Supreme Court OKs Use of Execution Drug
SCOTUS greenlights use of lethal injection drug midazolam
By Chase Hoffberger, Fri., July 3, 2015
On Monday, the U.S. Supreme Court ruled 5-4 against four death row inmates (one of whom has since been executed) who sought to determine whether the anti-anxiety medication midazolam could constitutionally continue as the first in the three-drug cocktail currently used to execute death row prisoners within the state. Glossip v. Gross is specific to Oklahoma, but its ripple will extend well beyond the state. Because of it, all states that practice lethal injection remain free to tinker with their concoctions as they move forward with their executions.
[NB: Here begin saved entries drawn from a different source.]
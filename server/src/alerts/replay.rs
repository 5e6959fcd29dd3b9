//! DLQ replay: requeue dead-lettered alerts for another round of delivery

use crate::config::ReplayConfig;
use crate::error::Result;
use crate::store::alerts;
use crate::store::{DeadLetterAlert, Store};
use crate::worker::{BatchReport, PeriodicJob};
use async_trait::async_trait;
use hydrolink_shared::{Clock, ReplayRequest};
use std::sync::Arc;
use tokio::sync::Notify;
use tracing::{debug, info, warn};

const HOUR_MS: i64 = 60 * 60 * 1000;

/// Moves old DLQ alerts back into the live queue with a fresh retry budget
///
/// The DLQ row is kept and stamped `replayed_at`, so each dead-lettered
/// alert is replayed at most once even with concurrent replayers.
pub struct DlqReplayWorker {
    store: Store,
    clock: Arc<dyn Clock>,
    config: ReplayConfig,
    dispatcher_wake: Option<Arc<Notify>>,
}

impl DlqReplayWorker {
    pub fn new(store: Store, clock: Arc<dyn Clock>, config: ReplayConfig) -> Self {
        Self {
            store,
            clock,
            config,
            dispatcher_wake: None,
        }
    }

    /// Wake the alert dispatcher after a replay that requeued something
    pub fn with_dispatcher_wake(mut self, wake: Arc<Notify>) -> Self {
        self.dispatcher_wake = Some(wake);
        self
    }

    pub fn config(&self) -> &ReplayConfig {
        &self.config
    }

    /// Replay DLQ alerts dead-lettered at least `older_than_hours` ago
    pub async fn replay(&self, request: ReplayRequest) -> Result<BatchReport> {
        let now = self.clock.now_ms();
        let moved_before = now - i64::from(request.older_than_hours) * HOUR_MS;

        let rows = alerts::list_replayable(self.store.pool(), moved_before, request.limit).await?;

        let mut report = BatchReport::default();
        for row in rows {
            report.attempted += 1;
            match self.replay_one(&row, now).await {
                Ok(Some(new_id)) => {
                    info!(
                        "Replayed DLQ alert {} ({}) as alert {}",
                        row.id, row.code, new_id
                    );
                    report.succeeded += 1;
                }
                Ok(None) => {
                    debug!("DLQ alert {} already replayed", row.id);
                    report.skipped += 1;
                }
                Err(e) => {
                    warn!("Failed to replay DLQ alert {}: {}", row.id, e);
                    report.failed += 1;
                }
            }
        }

        if report.succeeded > 0 {
            if let Some(wake) = &self.dispatcher_wake {
                wake.notify_one();
            }
        }

        Ok(report)
    }

    async fn replay_one(&self, row: &DeadLetterAlert, now: i64) -> Result<Option<i64>> {
        let mut tx = self.store.begin().await?;

        if !alerts::mark_replayed(&mut *tx, row.id, now).await? {
            tx.rollback().await?;
            return Ok(None);
        }

        let Some(new_id) = alerts::insert_from_dlq(&mut *tx, row.id, now).await? else {
            tx.rollback().await?;
            return Ok(None);
        };

        tx.commit().await?;
        Ok(Some(new_id))
    }
}

#[async_trait]
impl PeriodicJob for DlqReplayWorker {
    fn name(&self) -> &'static str {
        "REPLAY"
    }

    async fn run_once(&self) -> Result<BatchReport> {
        self.replay(ReplayRequest {
            older_than_hours: self.config.older_than_hours,
            limit: self.config.limit,
        })
        .await
    }
}
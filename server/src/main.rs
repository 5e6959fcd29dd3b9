use clap::Parser;
use futures::future::join_all;
use hydrolink_server::worker::signal_shutdown;
use hydrolink_server::{ChannelEvents, DeliveryArgs, DeliveryCore, LogDelivery};
use hydrolink_shared::{codec, SystemClock};
use std::sync::Arc;
use tokio::sync::watch;
use tracing::{error, info, warn};
use tracing_subscriber::{fmt, prelude::*, EnvFilter};

/// Delivery daemon: timeout sweeper, alert dispatcher, status-update applier
/// and scheduled DLQ replay
#[derive(Parser, Debug)]
#[command(name = "hydrolink-server", version)]
struct Cli {
    #[command(flatten)]
    delivery: DeliveryArgs,

    /// Write "command finished" notifications to stdout as JSON lines
    #[arg(long, env = "HYDROLINK_EMIT_FINISHED")]
    emit_finished: bool,
}

#[tokio::main]
async fn main() -> anyhow::Result<()> {
    tracing_subscriber::registry()
        .with(fmt::layer().with_writer(std::io::stderr))
        .with(EnvFilter::from_default_env().add_directive(tracing::Level::INFO.into()))
        .init();

    let cli = Cli::parse();
    let config = cli.delivery.into_config();

    info!("Hydrolink delivery core starting");
    info!("  Database: {}", config.database_url);
    info!("  Command timeout: {} min", config.timeout.timeout_minutes);
    info!(
        "  Alert retries: {} (base {} ms)",
        config.alert_retry.max_attempts, config.alert_retry.base_delay_ms
    );
    info!(
        "  Status retries: {} (base {} ms)",
        config.status_retry.max_attempts, config.status_retry.base_delay_ms
    );

    let (events, mut finished_rx) = ChannelEvents::new();
    let core = DeliveryCore::open(
        config,
        Arc::new(SystemClock),
        Arc::new(events),
        Arc::new(LogDelivery),
    )
    .await?;

    // Forward finish notifications to the event layer
    let emit = cli.emit_finished;
    let forwarder = tokio::spawn(async move {
        while let Some(event) = finished_rx.recv().await {
            info!(
                "Command {} finished: {} (result_code={})",
                event.cmd_id, event.status, event.result_code
            );
            if !emit {
                continue;
            }
            match codec::encode_finished(&event) {
                Ok(bytes) => println!("{}", String::from_utf8_lossy(&bytes)),
                Err(e) => warn!("Failed to encode finish of {}: {}", event.cmd_id, e),
            }
        }
    });

    let (shutdown_tx, shutdown_rx) = watch::channel(false);
    let workers = core.spawn_workers(shutdown_rx);
    info!("{} workers running", workers.len());

    if let Err(e) = tokio::signal::ctrl_c().await {
        error!("Failed to listen for shutdown signal: {}", e);
    }
    info!("Shutdown requested, stopping workers");
    signal_shutdown(&shutdown_tx);

    for result in join_all(workers).await {
        if let Err(e) = result {
            error!("Worker task failed: {}", e);
        }
    }

    core.store.close().await;
    drop(core);
    if let Err(e) = forwarder.await {
        error!("Notification forwarder failed: {}", e);
    }

    info!("Hydrolink delivery core stopped");
    Ok(())
}
//! Alert dispatcher: drains the alert queue into the downstream sink

use super::queue::AlertQueue;
use crate::config::DispatchConfig;
use crate::error::Result;
use crate::store::PendingAlert;
use crate::worker::{BatchReport, FailureOutcome, PeriodicJob};
use async_trait::async_trait;
use std::sync::Arc;
use tokio::sync::Notify;
use tracing::{info, warn};

/// Downstream alert sink (notification service, webhook, ...)
#[async_trait]
pub trait AlertDelivery: Send + Sync {
    async fn deliver(&self, alert: &PendingAlert) -> anyhow::Result<()>;
}

/// Sink that only logs; used when no downstream is configured
#[derive(Debug, Default, Clone, Copy)]
pub struct LogDelivery;

#[async_trait]
impl AlertDelivery for LogDelivery {
    async fn deliver(&self, alert: &PendingAlert) -> anyhow::Result<()> {
        info!(
            "ALERT {} [{}] {} zone={:?} details={}",
            alert.code, alert.source, alert.alert_type, alert.zone_id, alert.details.0
        );
        Ok(())
    }
}

/// Delivers due alerts in batches, recording each outcome in the queue
pub struct AlertDispatcher {
    queue: AlertQueue,
    delivery: Arc<dyn AlertDelivery>,
    config: DispatchConfig,
    wake: Arc<Notify>,
}

impl AlertDispatcher {
    pub fn new(queue: AlertQueue, delivery: Arc<dyn AlertDelivery>, config: DispatchConfig) -> Self {
        Self {
            queue,
            delivery,
            config,
            wake: Arc::new(Notify::new()),
        }
    }

    /// Handle that triggers an immediate dispatch run
    pub fn waker(&self) -> Arc<Notify> {
        self.wake.clone()
    }

    pub fn config(&self) -> &DispatchConfig {
        &self.config
    }

    /// Deliver one batch of due alerts
    ///
    /// Each alert is handled on its own; a store error on one row is logged
    /// and the batch continues.
    pub async fn dispatch(&self) -> Result<BatchReport> {
        let claimed = self
            .queue
            .claim_due(self.config.batch_size, self.config.claim_lease_ms())
            .await?;

        let mut report = BatchReport::default();
        for alert in claimed {
            report.attempted += 1;

            // No store transaction is open across the outbound call
            match self.delivery.deliver(&alert).await {
                Ok(()) => {
                    if let Err(e) = self.queue.record_success(&alert).await {
                        warn!("Alert {} delivered but not removed: {}", alert.id, e);
                    }
                    report.succeeded += 1;
                }
                Err(delivery_err) => {
                    report.failed += 1;
                    let error = format!("{:#}", delivery_err);
                    match self.queue.record_failure(&alert, &error).await {
                        Ok(FailureOutcome::DeadLettered { .. }) => report.dead_lettered += 1,
                        Ok(FailureOutcome::Retrying { attempts, .. }) => {
                            warn!(
                                "Alert {} delivery failed ({}/{}): {}",
                                alert.id, attempts, alert.max_attempts, error
                            );
                        }
                        Ok(FailureOutcome::Stale) => report.skipped += 1,
                        Err(e) => warn!("Failed to record failure of alert {}: {}", alert.id, e),
                    }
                }
            }
        }

        Ok(report)
    }
}

#[async_trait]
impl PeriodicJob for AlertDispatcher {
    fn name(&self) -> &'static str {
        "ALERTS"
    }

    async fn run_once(&self) -> Result<BatchReport> {
        self.dispatch().await
    }
}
Richard E. Glossip (as well as three other inmates, one of whom was executed in January) argued that the use of midazolam (and its questionable efficacy) violated the Eighth Amendment, which bars cruel and unusual punishment, but they stood no chance against the conservative court majority. The much-contested drug – central to the botched April 2014 execution of Oklahoma inmate Clayton Lockett – evidently provides for a constitutional means of execution. The ruling, however, did bring out a considerable amount of discourse concerning the nature of the death penalty in general within America, and gave ground for two justices in particular – Stephen G. Breyer and Ruth Bader Ginsburg – to question its general constitutionality. (Justices Sonia Sotomayor and Elena Kagan joined Breyer and Ginsburg in dissent.)
Texas currently uses the sedative pentobarbital thanks to shipments from a few unidentified compound pharmacies, and is currently readying its supply for the July 16 execution of Clifton Williams, but it has run short on its supply on two different occasions since March. Reports from early that month indicate that the Texas Department of Criminal Justice received 40 vials of midazolam last summer that won't expire until 2016. Because of Monday's ruling, the TDCJ should have no trouble getting to use it.